_EXERCISE INSTRUCTIONS_
After finding the line with "Ord, Serialize, Deserialize)]" in the entries below, retype exactly each line from there through the line with "on the system.", including that final line.

┄┄┄┄┄┄┄┄┄┄

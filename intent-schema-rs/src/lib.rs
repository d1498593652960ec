//! # Intent Schema
//!
//! The structured interpretation of a natural-language request and the
//! validator that turns a raw classifier response into one.
//!
//! A classifier response is accepted only when it is exactly one JSON object
//! in one of two shapes:
//!
//! ```text
//! {"type":"command","action":"open_file"|"shutdown"|"run_command","target":"...","confirm":true,"safe":true}
//! {"type":"conversation","response":"..."}
//! ```
//!
//! Unknown fields are rejected rather than ignored so that an injected
//! payload cannot smuggle extra directives through the pipeline.

mod errors;
mod intent;
mod validator;

pub use errors::{ParseError, ParseResult};
pub use intent::{Action, Command, Conversation, Intent};
pub use validator::parse;
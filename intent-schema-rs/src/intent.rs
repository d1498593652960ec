//! Intent data model

use std::fmt;
use std::str::FromStr;

use serde::{Deserialize, Serialize};

use crate::errors::ParseError;

/// The closed set of actions a command may request.
#[derive(Debug, Clone, Copy, PartialEq, Eq, Hash, PartialOrd, Ord, Serialize, Deserialize)]
#[serde(rename_all = "snake_case")]
pub enum Action {
    /// Open a file or application with the desktop opener
    OpenFile,
    /// Power the machine off
    Shutdown,
    /// Run a free-form shell command
    RunCommand,
}

impl Action {
    /// Every action kind, in declaration order.
    pub const ALL: [Action; 3] = [Action::OpenFile, Action::Shutdown, Action::RunCommand];

    /// Wire name used by the classifier (`"open_file"`, `"shutdown"`, `"run_command"`).
    pub fn as_str(self) -> &'static str {
        match self {
            Action::OpenFile => "open_file",
            Action::Shutdown => "shutdown",
            Action::RunCommand => "run_command",
        }
    }
}

impl fmt::Display for Action {
    fn fmt(&self, f: &mut fmt::Formatter<'_>) -> fmt::Result {
        f.write_str(self.as_str())
    }
}

impl FromStr for Action {
    type Err = ParseError;

    fn from_str(s: &str) -> Result<Self, Self::Err> {
        match s {
            "open_file" => Ok(Action::OpenFile),
            "shutdown" => Ok(Action::Shutdown),
            "run_command" => Ok(Action::RunCommand),
            other => Err(ParseError::UnknownAction(other.to_string())),
        }
    }
}

/// A request to act on the system.
#[derive(Debug, Clone, PartialEq, Eq, Serialize, Deserialize)]
pub struct Command {
    pub action: Action,
    /// Path for `open_file`, command line for `run_command`
    pub target: String,
    /// The classifier asks for operator confirmation
    pub confirm: bool,
    /// The classifier's own risk flag; `false` always forces confirmation
    pub safe: bool,
}

impl Command {
    /// Operator-facing description, e.g. `Execute run_command → ls -la?`
    pub fn confirmation_prompt(&self) -> String {
        format!("Execute {} → {}?", self.action, self.target)
    }
}

/// A plain reply with nothing to execute.
#[derive(Debug, Clone, PartialEq, Eq, Serialize, Deserialize)]
pub struct Conversation {
    pub response: String,
}

/// The structured interpretation of a request. Exactly one variant is populated.
#[derive(Debug, Clone, PartialEq, Eq, Serialize, Deserialize)]
#[serde(tag = "type", rename_all = "lowercase")]
pub enum Intent {
    Command(Command),
    Conversation(Conversation),
}

impl Intent {
    /// Discriminator value on the wire.
    pub fn kind(&self) -> &'static str {
        match self {
            Intent::Command(_) => "command",
            Intent::Conversation(_) => "conversation",
        }
    }

    /// Serialize back into the wire shape accepted by [`crate::parse`].
    pub fn to_json(&self) -> String {
        // A struct of strings and bools always serializes
        serde_json::to_string(self).unwrap_or_default()
    }
}
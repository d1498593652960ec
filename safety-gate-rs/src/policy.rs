//! Policy definition, loading and the shared policy handle

use std::collections::BTreeSet;
use std::fs;
use std::path::{Path, PathBuf};
use std::sync::Arc;

use intent_schema::Action;
use serde::{Deserialize, Serialize};
use thiserror::Error;
use tokio::sync::RwLock;

/// Policy error
#[derive(Debug, Error)]
pub enum PolicyError {
    #[error("Invalid policy: {0}")]
    InvalidPolicy(String),

    #[error("Failed to read policy file {path}: {source}")]
    Io {
        path: PathBuf,
        #[source]
        source: std::io::Error,
    },

    #[error("Failed to parse policy: {0}")]
    Parse(#[from] toml::de::Error),
}

/// Static command policy.
///
/// Loaded at startup; afterwards only changed through [`PolicyHandle::update`].
#[derive(Debug, Clone, PartialEq, Eq, Serialize, Deserialize)]
#[serde(rename_all = "kebab-case", default, deny_unknown_fields)]
pub struct Policy {
    /// Permitted action kinds
    pub action_whitelist: BTreeSet<Action>,
    /// Absolute path prefixes `open_file` may target
    pub path_whitelist: Vec<PathBuf>,
    /// Ask the operator before every command
    pub force_confirm: bool,
}

impl Default for Policy {
    fn default() -> Self {
        let mut path_whitelist = vec![PathBuf::from("/usr/bin/code")];
        if let Some(home) = dirs::home_dir() {
            path_whitelist.push(home.join("Downloads"));
        }

        Self {
            action_whitelist: Action::ALL.into_iter().collect(),
            path_whitelist,
            force_confirm: true,
        }
    }
}

impl Policy {
    /// Parse a TOML policy document. Missing keys take their defaults.
    pub fn from_toml_str(contents: &str) -> Result<Self, PolicyError> {
        let policy: Self = toml::from_str(contents)?;
        policy.validate()?;
        Ok(policy)
    }

    /// Load and validate the policy file at `path`.
    pub fn load(path: &Path) -> Result<Self, PolicyError> {
        let contents = fs::read_to_string(path).map_err(|source| PolicyError::Io {
            path: path.to_path_buf(),
            source,
        })?;
        let policy = Self::from_toml_str(&contents)?;
        log::info!(
            "Loaded policy from {}: {} actions, {} path prefixes, force_confirm={}",
            path.display(),
            policy.action_whitelist.len(),
            policy.path_whitelist.len(),
            policy.force_confirm
        );
        Ok(policy)
    }

    /// Path prefixes must be absolute; a relative prefix would depend on the
    /// working directory of whoever runs the assistant.
    pub fn validate(&self) -> Result<(), PolicyError> {
        if let Some(relative) = self.path_whitelist.iter().find(|p| !p.is_absolute()) {
            return Err(PolicyError::InvalidPolicy(format!(
                "path prefix {} is not absolute",
                relative.display()
            )));
        }
        Ok(())
    }
}

/// Process-wide policy shared by every request worker.
///
/// Readers take cheap snapshots; writers go through [`PolicyHandle::update`],
/// which is serialized by the write lock and validates before committing.
#[derive(Debug, Clone, Default)]
pub struct PolicyHandle {
    inner: Arc<RwLock<Policy>>,
}

impl PolicyHandle {
    pub fn new(policy: Policy) -> Self {
        Self {
            inner: Arc::new(RwLock::new(policy)),
        }
    }

    /// Copy of the current policy; a request evaluates against one snapshot.
    pub async fn snapshot(&self) -> Policy {
        self.inner.read().await.clone()
    }

    /// Apply `change` to the policy. The change is discarded if the result
    /// does not validate. Returns the committed policy.
    pub async fn update<F>(&self, change: F) -> Result<Policy, PolicyError>
    where
        F: FnOnce(&mut Policy),
    {
        let mut guard = self.inner.write().await;
        let mut candidate = guard.clone();
        change(&mut candidate);
        candidate.validate()?;

        if *guard != candidate {
            log::info!(
                "Policy updated: force_confirm={}, actions={:?}, paths={:?}",
                candidate.force_confirm,
                candidate.action_whitelist,
                candidate.path_whitelist
            );
        }
        *guard = candidate.clone();
        Ok(candidate)
    }

    /// Settings toggle for global confirmation.
    pub async fn set_force_confirm(&self, enabled: bool) -> Policy {
        // Toggling a bool cannot invalidate the policy
        let mut guard = self.inner.write().await;
        guard.force_confirm = enabled;
        log::info!("Global confirmation {}", if enabled { "enabled" } else { "disabled" });
        guard.clone()
    }
}
// action-ledger-rs/src/lib.rs
// Audit trail for handled requests.
//
// Every request that reaches a terminal state produces exactly one
// InteractionRecord. Records go to an InteractionSink:
//
// - TracingSink writes a structured log event
// - LedgerSink hands records to a background writer that appends them to an
//   ActionLedger file, one JSON object per line, each entry carrying a
//   SHA-256 hash chained to its predecessor for tamper detection
//
// Sinks never block the caller and never fail the request.

mod ledger;
mod record;
mod sink;

pub use ledger::{ActionLedger, LedgerEntry, LedgerError, GENESIS_HASH};
pub use record::{InteractionOutcome, InteractionRecord, RecordId};
pub use sink::{CompositeSink, InteractionSink, LedgerSink, LedgerWriter, TracingSink};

┄┄┄┄┄┄┄┄┄┄

_ANSWER_
#[derive(Debug, Clone, Copy, PartialEq, Eq, Hash, PartialOrd, Ord, Serialize, Deserialize)]
#[serde(rename_all = "snake_case")]
pub enum Action {
    /// Open a file or application with the desktop opener
    OpenFile,
    /// Power the machine off
    Shutdown,
    /// Run a free-form shell command
    RunCommand,
}

impl Action {
    /// Every action kind, in declaration order.
    pub const ALL: [Action; 3] = [Action::OpenFile, Action::Shutdown, Action::RunCommand];

    /// Wire name used by the classifier (`"open_file"`, `"shutdown"`, `"run_command"`).
    pub fn as_str(self) -> &'static str {
        match self {
            Action::OpenFile => "open_file",
            Action::Shutdown => "shutdown",
            Action::RunCommand => "run_command",
        }
    }
}

impl fmt::Display for Action {
    fn fmt(&self, f: &mut fmt::Formatter<'_>) -> fmt::Result {
        f.write_str(self.as_str())
    }
}

impl FromStr for Action {
    type Err = ParseError;

    fn from_str(s: &str) -> Result<Self, Self::Err> {
        match s {
            "open_file" => Ok(Action::OpenFile),
            "shutdown" => Ok(Action::Shutdown),
            "run_command" => Ok(Action::RunCommand),
            other => Err(ParseError::UnknownAction(other.to_string())),
        }
    }
}

/// A request to act on the system.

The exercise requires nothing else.